Sé lo básico de computación, para mí todo esto es nuevo

16/04/2020

Una pizarra en la terraza y una estación de ejercicio en el patio son algunas de las medidas que ha tomado la familia Jara Baeza para sostener la educación en casa.

Érica Bizama es madre de Camila (segundo medio) y de los mellizos Daniel y Luciano (quinto básico A y C). Los tres son muy diferentes y la familia ha tenido que adaptarse a una nueva modalidad educativa, donde las herramientas digitales han sido fundamentales.

La apoderada cuenta que no ha sido fácil, sobre todo al comienzo. “Me ha costado más el tema tecnológico con los mellizos,que requieren más ayuda que Camila. Nunca había ocupado Edmodo, Classroom o Zoom, yo sé lo básico de computación, para mí todo esto es nuevo”, describe.

Las rutinas y espacios del hogar han tenido que adaptarse y compartirse para permitir que todos cumplan con sus tareas. “Mi esposo está haciendo teletrabajo en casa y se instala en el dormitorio junto a Camila donde hay un escritorio. Trabajando juntos. Yo me hago cargo de los mellizos”, explica.

Una ayuda fundamental ha sido por parte de la abuela de los chicos, mamá de Érica, quien se encarga de cocinar. “Nuestra casa noes grande y vivimos 6 personas, pero mi mamá ha tenido un rol fundamental. Los chicos también se preocupan, cada uno hace su cama, ponen la mesa, Camila pasa la aspiradora, tienden la ropa”, relata.

UN AULA EN CASA

Érica adaptó su casa para estudiar con sus hijos. Instaló un pizarrón en la terraza con el que les explica los puntos de cada powerpoint que envían los profesores. “A uno le cuesta más seguir las actividades, tienen distintos ritmos de aprendizaje y eso también ha sido un reto”, explica.

En un día la apoderada junto a los mellizos revisan dos asignaturas y dan prioridad a aquellas más largas como Lenguaje y Matemática. Lo que más le ha costado es Inglés, pues no maneja el idioma.

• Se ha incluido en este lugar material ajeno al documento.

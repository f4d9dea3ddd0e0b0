use crate::error::BookError;
use crate::schema::books;
use crate::validator::{BookFields, BookValidator};

#[derive(
    Debug,
    Clone,
    PartialEq,
    Eq,
    serde::Serialize,
    serde::Deserialize,
    diesel::Queryable,
    diesel::Selectable,
)]
#[diesel(table_name = books)]
#[diesel(check_for_backend(diesel::pg::Pg))]
pub struct Book {
    pub id: i32,
    pub title: String,
    pub author: String,
    pub year: i32,
    #[serde(default, skip_serializing_if = "Option::is_none")]
    pub description: Option<String>,
}

impl Book {
    /// Compares every field except `id`.
    pub fn eq_ignoring_id(&self, other: &Book) -> bool {
        self.title == other.title
            && self.author == other.author
            && self.year == other.year
            && self.description == other.description
    }
}

/// The stored columns of a [`Book`]; the id is assigned by the database.
#[derive(
    Debug,
    Clone,
    PartialEq,
    Eq,
    serde::Serialize,
    serde::Deserialize,
    diesel::Insertable,
    diesel::AsChangeset,
)]
#[diesel(table_name = books)]
#[diesel(treat_none_as_null = true)]
pub struct NewBook {
    pub title: String,
    pub author: String,
    pub year: i32,
    #[serde(default, skip_serializing_if = "Option::is_none")]
    pub description: Option<String>,
}

impl NewBook {
    pub fn into_book(self, id: i32) -> Book {
        Book {
            id,
            title: self.title,
            author: self.author,
            year: self.year,
            description: self.description,
        }
    }
}

impl BookFields for NewBook {
    fn title(&self) -> Option<&str> {
        Some(&self.title)
    }

    fn author(&self) -> Option<&str> {
        Some(&self.author)
    }

    fn year(&self) -> Option<i32> {
        Some(self.year)
    }
}

/// Request body for writes. Every field is optional so that missing fields
/// surface as validation errors instead of JSON decoding failures.
#[derive(Debug, Clone, Default, PartialEq, Eq, serde::Deserialize)]
pub struct BookPayload {
    #[serde(default)]
    pub id: Option<i32>,
    #[serde(default)]
    pub title: Option<String>,
    #[serde(default)]
    pub author: Option<String>,
    #[serde(default)]
    pub year: Option<i32>,
    #[serde(default)]
    pub description: Option<String>,
}

impl BookPayload {
    pub fn into_new_book(self, validator: &BookValidator) -> Result<NewBook, BookError> {
        validator.ensure_valid(&self)?;

        Ok(NewBook {
            title: self.title.unwrap_or_default(),
            author: self.author.unwrap_or_default(),
            year: self.year.unwrap_or_default(),
            description: self.description,
        })
    }
}

impl BookFields for BookPayload {
    fn id(&self) -> Option<i32> {
        self.id
    }

    fn title(&self) -> Option<&str> {
        self.title.as_deref()
    }

    fn author(&self) -> Option<&str> {
        self.author.as_deref()
    }

    fn year(&self) -> Option<i32> {
        self.year
    }
}
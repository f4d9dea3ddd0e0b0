use axum::Json;

use crate::validator::FieldError;

/// Every response body has this shape: exactly one of `data` and `error` is non-null.
#[derive(Debug, serde::Serialize)]
pub struct Envelope<T> {
    pub data: Option<T>,
    pub error: Option<ErrorBody>,
}

impl<T> Envelope<T> {
    pub fn success(data: T) -> Self {
        Envelope {
            data: Some(data),
            error: None,
        }
    }

    pub fn failure(error: ErrorBody) -> Self {
        Envelope {
            data: None,
            error: Some(error),
        }
    }
}

#[derive(Debug, Clone, PartialEq, Eq, serde::Serialize, serde::Deserialize)]
pub struct ErrorBody {
    #[serde(default, skip_serializing_if = "Option::is_none")]
    pub msg: Option<String>,
    #[serde(default, skip_serializing_if = "Vec::is_empty")]
    pub fields: Vec<FieldError>,
}

pub fn ok<T>(data: T) -> Json<Envelope<T>> {
    Json(Envelope::success(data))
}
use tracing_subscriber::EnvFilter;

use crate::settings::{LogFormat, LogSettings};

/// Installs the global subscriber. `RUST_LOG` takes precedence over the configured filter.
pub fn init(settings: &LogSettings) {
    let filter =
        EnvFilter::try_from_default_env().unwrap_or_else(|_| EnvFilter::new(&settings.filter));

    let builder = tracing_subscriber::fmt().with_env_filter(filter);

    match settings.format {
        LogFormat::Pretty => builder.init(),
        LogFormat::Json => builder.json().init(),
    }
}
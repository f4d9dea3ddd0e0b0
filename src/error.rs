use axum::{
    http::StatusCode,
    response::{IntoResponse, Response},
    Json,
};
use tracing::{error, info};

use crate::response::{Envelope, ErrorBody};
use crate::validator::FieldError;

/// Coarse classification of a [`BookError`], used to pick the HTTP status.
#[derive(Debug, Clone, Copy, PartialEq, Eq)]
pub enum ErrorKind {
    NotFound,
    NotFoundByAuthor,
    NotFoundByTitle,
    BadRequest,
    Validation,
    InvalidSerial,
    EmptyBody,
    PayloadTooLarge,
    AlreadyExists,
    CouldNotQuery,
    Unexpected,
}

impl ErrorKind {
    pub fn status(self) -> StatusCode {
        match self {
            ErrorKind::NotFound | ErrorKind::NotFoundByAuthor | ErrorKind::NotFoundByTitle => {
                StatusCode::NOT_FOUND
            }
            ErrorKind::BadRequest
            | ErrorKind::Validation
            | ErrorKind::InvalidSerial
            | ErrorKind::EmptyBody => StatusCode::BAD_REQUEST,
            ErrorKind::PayloadTooLarge => StatusCode::PAYLOAD_TOO_LARGE,
            ErrorKind::AlreadyExists => StatusCode::CONFLICT,
            ErrorKind::CouldNotQuery | ErrorKind::Unexpected => StatusCode::INTERNAL_SERVER_ERROR,
        }
    }
}

#[derive(Debug, thiserror::Error)]
pub enum BookError {
    #[error("Book(s) not found in db")]
    NotFound,

    #[error("Book(s) with author {0} not found in db")]
    NotFoundByAuthor(String),

    #[error("Book(s) with title {0} not found in db")]
    NotFoundByTitle(String),

    #[error("{0}")]
    BadRequest(String),

    #[error("{}", join_fields(.0))]
    Validation(Vec<FieldError>),

    #[error("Invalid serial. Serial must be more than 1")]
    InvalidSerial,

    #[error("Expected body, found EOF")]
    EmptyBody,

    #[error("{0}")]
    PayloadTooLarge(String),

    #[error("Requested title already exists")]
    AlreadyExists,

    #[error("Could not execute query: {0}")]
    CouldNotQuery(String),

    #[error("Unexpected error: {0}")]
    Unexpected(String),
}

fn join_fields(fields: &[FieldError]) -> String {
    fields
        .iter()
        .map(|f| f.msg.as_str())
        .collect::<Vec<_>>()
        .join("; ")
}

impl BookError {
    pub fn kind(&self) -> ErrorKind {
        match self {
            BookError::NotFound => ErrorKind::NotFound,
            BookError::NotFoundByAuthor(_) => ErrorKind::NotFoundByAuthor,
            BookError::NotFoundByTitle(_) => ErrorKind::NotFoundByTitle,
            BookError::BadRequest(_) => ErrorKind::BadRequest,
            BookError::Validation(_) => ErrorKind::Validation,
            BookError::InvalidSerial => ErrorKind::InvalidSerial,
            BookError::EmptyBody => ErrorKind::EmptyBody,
            BookError::PayloadTooLarge(_) => ErrorKind::PayloadTooLarge,
            BookError::AlreadyExists => ErrorKind::AlreadyExists,
            BookError::CouldNotQuery(_) => ErrorKind::CouldNotQuery,
            BookError::Unexpected(_) => ErrorKind::Unexpected,
        }
    }

    pub fn status(&self) -> StatusCode {
        self.kind().status()
    }

    /// The `error` half of the response envelope.
    pub fn body(&self) -> ErrorBody {
        match self {
            BookError::Validation(fields) => ErrorBody {
                msg: None,
                fields: fields.clone(),
            },
            other => ErrorBody {
                msg: Some(other.to_string()),
                fields: Vec::new(),
            },
        }
    }
}

impl IntoResponse for BookError {
    fn into_response(self) -> Response {
        let status = self.status();

        if status.is_server_error() {
            error!(status = status.as_u16(), kind = ?self.kind(), "{}", self);
        } else {
            info!(status = status.as_u16(), kind = ?self.kind(), "{}", self);
        }

        let envelope: Envelope<()> = Envelope::failure(self.body());
        (status, Json(envelope)).into_response()
    }
}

Con respecto a Educación Física, los 3 alumnos realizan la rutina que les envían desde el colegio. “El papá está a cargo y los guía luego de terminar el teletrabajo. Pudimos habilitar en el patio un centro deportivo”, detalla.

Si bien los desafíos han sido variados, la mamá de Camila, Daniel y Luciano se ha comprometido con la educación de sus hijos y ha aprendido en el camino herramientas que no conocía.

“No he tenido problemas con el colegio ni con los profesores. Las dudas que tuve eran técnicas, tecnológicas, pero siempre tuve respuestas. Incluso, cuando los profes ven errores en los niños nos indican qué hay que corregir. La profesora de Camila ha tenido muy buena disposición en solucionar problemas de alumnos y dudas de apoderados que me han planteado como presidenta del curso”, finaliza.